//! 农历民俗节日
//!
//! 除按农历月日固定的节日外，另有两类按推算确定：
//!
//! - 寒食节：清明前一日；
//! - 除夕一组：农历年最后一日，即次日为正月初一。
//!
//! 闰月不过固定节日。

use serde::Serialize;
use tracing::debug;

use super::Month;
use super::data::YearInfo;
use super::lunar::{LunarDate, lunar_dates_in_range};
use super::solar_term::{TermKind, term_date};
use crate::date::Date;
use crate::error::Error;

/// 按 `(农历月, 农历日, 节日名)` 排列的固定节日。
static FIXED: &[(u32, u32, &[&str])] = &[
    (1, 1, &["春节", "鸡日", "元始天尊诞辰"]),
    (1, 2, &["犬日"]),
    (1, 3, &["猪日", "小年朝"]),
    (1, 4, &["羊日", "孙天医诞辰"]),
    (1, 5, &["牛日", "破五日", "开市", "路神诞辰"]),
    (1, 6, &["马日"]),
    (1, 7, &["人日", "送火神"]),
    (1, 8, &["谷日", "阎王诞辰"]),
    (1, 9, &["天日", "玉皇诞辰"]),
    (1, 10, &["地日", "石头生日"]),
    (1, 13, &["上(试)灯日", "关公升天日"]),
    (1, 15, &["元宵节", "上元节", "正灯日", "天官诞辰"]),
    (1, 18, &["落灯日"]),
    (1, 25, &["天仓(填仓)节"]),
    (2, 1, &["太阳生日"]),
    (2, 2, &["春龙节", "土地公生日", "济公活佛生日"]),
    (2, 3, &["文昌帝君诞辰"]),
    (2, 12, &["百花生日(花朝节)"]),
    (2, 15, &["九天玄女诞辰", "太上老君诞辰", "精忠岳王诞辰"]),
    (2, 19, &["观音菩萨诞辰"]),
    (2, 21, &["普贤菩萨诞辰"]),
    (3, 3, &["上巳节"]),
    (3, 15, &["赵公元帅诞辰", "泰山老母诞辰"]),
    (4, 1, &["祭雹神"]),
    (4, 4, &["文殊菩萨诞辰"]),
    (4, 8, &["浴佛节(龙华会)"]),
    (4, 12, &["蛇王诞辰"]),
    (4, 14, &["吕洞宾诞辰"]),
    (4, 18, &["华佗诞辰"]),
    (4, 28, &["药王(神农)诞辰"]),
    (5, 5, &["端午节"]),
    (5, 13, &["雨节", "黄帝诞辰"]),
    (6, 1, &["半年节"]),
    (6, 6, &["晒衣节"]),
    (6, 19, &["观音菩萨得道"]),
    (6, 24, &["雷神诞辰", "荷花生日", "关公诞辰"]),
    (7, 1, &["祭海神"]),
    (7, 7, &["乞巧节"]),
    (7, 15, &["中元(鬼)节", "地官诞辰(孟兰盆会)"]),
    (7, 18, &["西王母诞辰"]),
    (7, 20, &["棉花生日"]),
    (7, 23, &["诸葛亮诞辰"]),
    (7, 30, &["地藏菩萨诞辰"]),
    (8, 1, &["天医节"]),
    (8, 3, &["灶君生日"]),
    (8, 8, &["瑶池大会"]),
    (8, 15, &["中秋节"]),
    (8, 20, &["水稻生日"]),
    (8, 28, &["孔子诞辰"]),
    (9, 9, &["重阳节"]),
    (9, 19, &["观音菩萨出家"]),
    (10, 1, &["十月朝", "寒衣节"]),
    (10, 15, &["下元节", "水官诞辰"]),
    (12, 8, &["腊八节"]),
    (12, 23, &["官家送灶"]),
    (12, 24, &["民间送灶"]),
    (12, 25, &["接玉皇"]),
];

const COLD_FOOD: &str = "寒食节";
const NEW_YEARS_EVE: &[&str] = &["除夕", "封井", "祭井神", "贴春联", "迎财神"];

/// 某日的全部节日。
#[derive(Debug, Clone, Eq, PartialEq, Serialize)]
pub struct Festival {
    /// 公历日期
    pub date: Date,
    /// 节日名，依固定节日、寒食节、除夕一组的顺序
    pub names: Vec<&'static str>,
}

fn fixed(lunar: &LunarDate) -> &'static [&'static str] {
    match lunar.month {
        Month::Common(month) => FIXED
            .iter()
            .find(|&&(m, d, _)| m == month && d == lunar.day)
            .map(|&(_, _, names)| names)
            .unwrap_or_default(),
        Month::Leap(_) => &[],
    }
}

fn is_cold_food(date: Date) -> bool {
    let next = date + 1;
    term_date(next.year(), TermKind::PureBrightness) == next
}

fn is_new_years_eve(lunar: &LunarDate) -> bool {
    YearInfo::of(lunar.year).slots().last() == Some((lunar.month, lunar.day))
}

/// 取得区间内（含两端）有节日的日期及节日名，按日期先后排列，无节日的日期不列出。
///
/// # 用例
///
/// ```
/// use chinese_days::{Date, lunar_festivals};
///
/// let date: Date = "2025-01-29".parse().unwrap();
/// let festivals = lunar_festivals(date, date).unwrap();
///
/// assert_eq!(vec!["春节", "鸡日", "元始天尊诞辰"], festivals[0].names);
/// ```
#[tracing::instrument(level = "debug", skip_all, fields(start = %start, end = %end))]
pub fn lunar_festivals(start: Date, end: Date) -> Result<Vec<Festival>, Error> {
    let festivals: Vec<_> = lunar_dates_in_range(start, end)?
        .into_iter()
        .filter_map(|detail| {
            let lunar = detail.lunar();
            let mut names = fixed(&lunar).to_vec();
            if is_cold_food(detail.date) {
                names.push(COLD_FOOD);
            }
            if is_new_years_eve(&lunar) {
                names.extend_from_slice(NEW_YEARS_EVE);
            }
            (!names.is_empty()).then_some(Festival {
                date: detail.date,
                names,
            })
        })
        .collect();
    debug!(count = festivals.len(), "collected festivals");
    Ok(festivals)
}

____

■ Required action
The listing above should be repeated in its entirety, unchanged.

■ Written solution
//! 农历民俗节日
//!
//! 除按农历月日固定的节日外，另有两类按推算确定：
//!
//! - 寒食节：清明前一日；
//! - 除夕一组：农历年最后一日，即次日为正月初一。
//!
//! 闰月不过固定节日。

use serde::Serialize;
use tracing::debug;

use super::Month;
use super::data::YearInfo;
use super::lunar::{LunarDate, lunar_dates_in_range};
use super::solar_term::{TermKind, term_date};
use crate::date::Date;
use crate::error::Error;

/// 按 `(农历月, 农历日, 节日名)` 排列的固定节日。
static FIXED: &[(u32, u32, &[&str])] = &[
    (1, 1, &["春节", "鸡日", "元始天尊诞辰"]),
    (1, 2, &["犬日"]),
    (1, 3, &["猪日", "小年朝"]),
    (1, 4, &["羊日", "孙天医诞辰"]),
    (1, 5, &["牛日", "破五日", "开市", "路神诞辰"]),
    (1, 6, &["马日"]),
    (1, 7, &["人日", "送火神"]),
    (1, 8, &["谷日", "阎王诞辰"]),
    (1, 9, &["天日", "玉皇诞辰"]),
    (1, 10, &["地日", "石头生日"]),
    (1, 13, &["上(试)灯日", "关公升天日"]),
    (1, 15, &["元宵节", "上元节", "正灯日", "天官诞辰"]),
    (1, 18, &["落灯日"]),
    (1, 25, &["天仓(填仓)节"]),
    (2, 1, &["太阳生日"]),
    (2, 2, &["春龙节", "土地公生日", "济公活佛生日"]),
    (2, 3, &["文昌帝君诞辰"]),
    (2, 12, &["百花生日(花朝节)"]),
    (2, 15, &["九天玄女诞辰", "太上老君诞辰", "精忠岳王诞辰"]),
    (2, 19, &["观音菩萨诞辰"]),
    (2, 21, &["普贤菩萨诞辰"]),
    (3, 3, &["上巳节"]),
    (3, 15, &["赵公元帅诞辰", "泰山老母诞辰"]),
    (4, 1, &["祭雹神"]),
    (4, 4, &["文殊菩萨诞辰"]),
    (4, 8, &["浴佛节(龙华会)"]),
    (4, 12, &["蛇王诞辰"]),
    (4, 14, &["吕洞宾诞辰"]),
    (4, 18, &["华佗诞辰"]),
    (4, 28, &["药王(神农)诞辰"]),
    (5, 5, &["端午节"]),
    (5, 13, &["雨节", "黄帝诞辰"]),
    (6, 1, &["半年节"]),
    (6, 6, &["晒衣节"]),
    (6, 19, &["观音菩萨得道"]),
    (6, 24, &["雷神诞辰", "荷花生日", "关公诞辰"]),
    (7, 1, &["祭海神"]),
    (7, 7, &["乞巧节"]),
    (7, 15, &["中元(鬼)节", "地官诞辰(孟兰盆会)"]),
    (7, 18, &["西王母诞辰"]),
    (7, 20, &["棉花生日"]),
    (7, 23, &["诸葛亮诞辰"]),
    (7, 30, &["地藏菩萨诞辰"]),
    (8, 1, &["天医节"]),
    (8, 3, &["灶君生日"]),
    (8, 8, &["瑶池大会"]),
    (8, 15, &["中秋节"]),
    (8, 20, &["水稻生日"]),
    (8, 28, &["孔子诞辰"]),
    (9, 9, &["重阳节"]),
    (9, 19, &["观音菩萨出家"]),
    (10, 1, &["十月朝", "寒衣节"]),
    (10, 15, &["下元节", "水官诞辰"]),
    (12, 8, &["腊八节"]),
    (12, 23, &["官家送灶"]),
    (12, 24, &["民间送灶"]),
    (12, 25, &["接玉皇"]),
];

const COLD_FOOD: &str = "寒食节";
const NEW_YEARS_EVE: &[&str] = &["除夕", "封井", "祭井神", "贴春联", "迎财神"];

/// 某日的全部节日。
#[derive(Debug, Clone, Eq, PartialEq, Serialize)]
pub struct Festival {
    /// 公历日期
    pub date: Date,
    /// 节日名，依固定节日、寒食节、除夕一组的顺序
    pub names: Vec<&'static str>,
}

fn fixed(lunar: &LunarDate) -> &'static [&'static str] {
    match lunar.month {
        Month::Common(month) => FIXED
            .iter()
            .find(|&&(m, d, _)| m == month && d == lunar.day)
            .map(|&(_, _, names)| names)
            .unwrap_or_default(),
        Month::Leap(_) => &[],
    }
}

fn is_cold_food(date: Date) -> bool {
    let next = date + 1;
    term_date(next.year(), TermKind::PureBrightness) == next
}

fn is_new_years_eve(lunar: &LunarDate) -> bool {
    YearInfo::of(lunar.year).slots().last() == Some((lunar.month, lunar.day))
}

/// 取得区间内（含两端）有节日的日期及节日名，按日期先后排列，无节日的日期不列出。
///
/// # 用例
///
/// ```
/// use chinese_days::{Date, lunar_festivals};
///
/// let date: Date = "2025-01-29".parse().unwrap();
/// let festivals = lunar_festivals(date, date).unwrap();
///
/// assert_eq!(vec!["春节", "鸡日", "元始天尊诞辰"], festivals[0].names);
/// ```
#[tracing::instrument(level = "debug", skip_all, fields(start = %start, end = %end))]
pub fn lunar_festivals(start: Date, end: Date) -> Result<Vec<Festival>, Error> {
    let festivals: Vec<_> = lunar_dates_in_range(start, end)?
        .into_iter()
        .filter_map(|detail| {
            let lunar = detail.lunar();
            let mut names = fixed(&lunar).to_vec();
            if is_cold_food(detail.date) {
                names.push(COLD_FOOD);
            }
            if is_new_years_eve(&lunar) {
                names.extend_from_slice(NEW_YEARS_EVE);
            }
            (!names.is_empty()).then_some(Festival {
                date: detail.date,
                names,
            })
        })
        .collect();
    debug!(count = festivals.len(), "collected festivals");
    Ok(festivals)
}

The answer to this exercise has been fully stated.